Im Jahr 568 zogen die Langobarden aus dem heutigen Westungarn und Ostösterreich nach Italien, das zuvor zum Oströmischen Reich gehört hatte. Sie gründeten in Norditalien ein Königreich, das fast 200 Jahre lang Bestand hatte. Diese Wanderung, an der unter langobardischer Führung unterschiedliche Gruppen teilnahmen, ist in Texten aus der Zeit gut bezeugt. Aber: Wie wurde die neue Führungsschicht in der christlichen spätrömischen Gesellschaft Norditaliens integriert? Und wie wurden umgekehrt Einheimische in die neue Führungsschicht aufgenommen?

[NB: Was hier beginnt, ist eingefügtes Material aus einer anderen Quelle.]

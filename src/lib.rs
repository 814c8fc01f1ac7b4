pub mod chart;
pub mod commands;
pub mod config;
pub mod error;
pub mod features;
pub mod forecast;
pub mod forest;
pub mod http_client;
pub mod indicators;
pub mod market_data;
pub mod metrics;
pub mod models;
pub mod pipeline;
pub mod report;
pub mod scaler;
pub mod split;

Darüber geben jetzt neue archäogenetische Ergebnisse Aufschluss. Im von der Österreichischen Akademie der Wissenschaften (ÖAW) koordinierten EU-Forschungsprojekt HistoGenes hat ein internationales Forschungsteam die genetischen Spuren der Langobarden im Gräberfeld von Collegno bei Turin untersucht. Die Ergebnisse dieser interdisziplinären Forschung wurden nun im Fachjournal Proceedings of the National Academy of Sciences (PNAS) veröffentlicht. In der Studie wiesen die Forschenden nach, dass Elitefamilien mit mittel- und nordeuropäischem genetischen Erbe nach dem Untergang des Römischen Reichs in Italien neue Gemeinschaften gründeten und dabei binnen weniger Generationen Menschen mit unterschiedlichen geografischen Herkünften sowie kulturellen und sozialen Hintergründen integrierten.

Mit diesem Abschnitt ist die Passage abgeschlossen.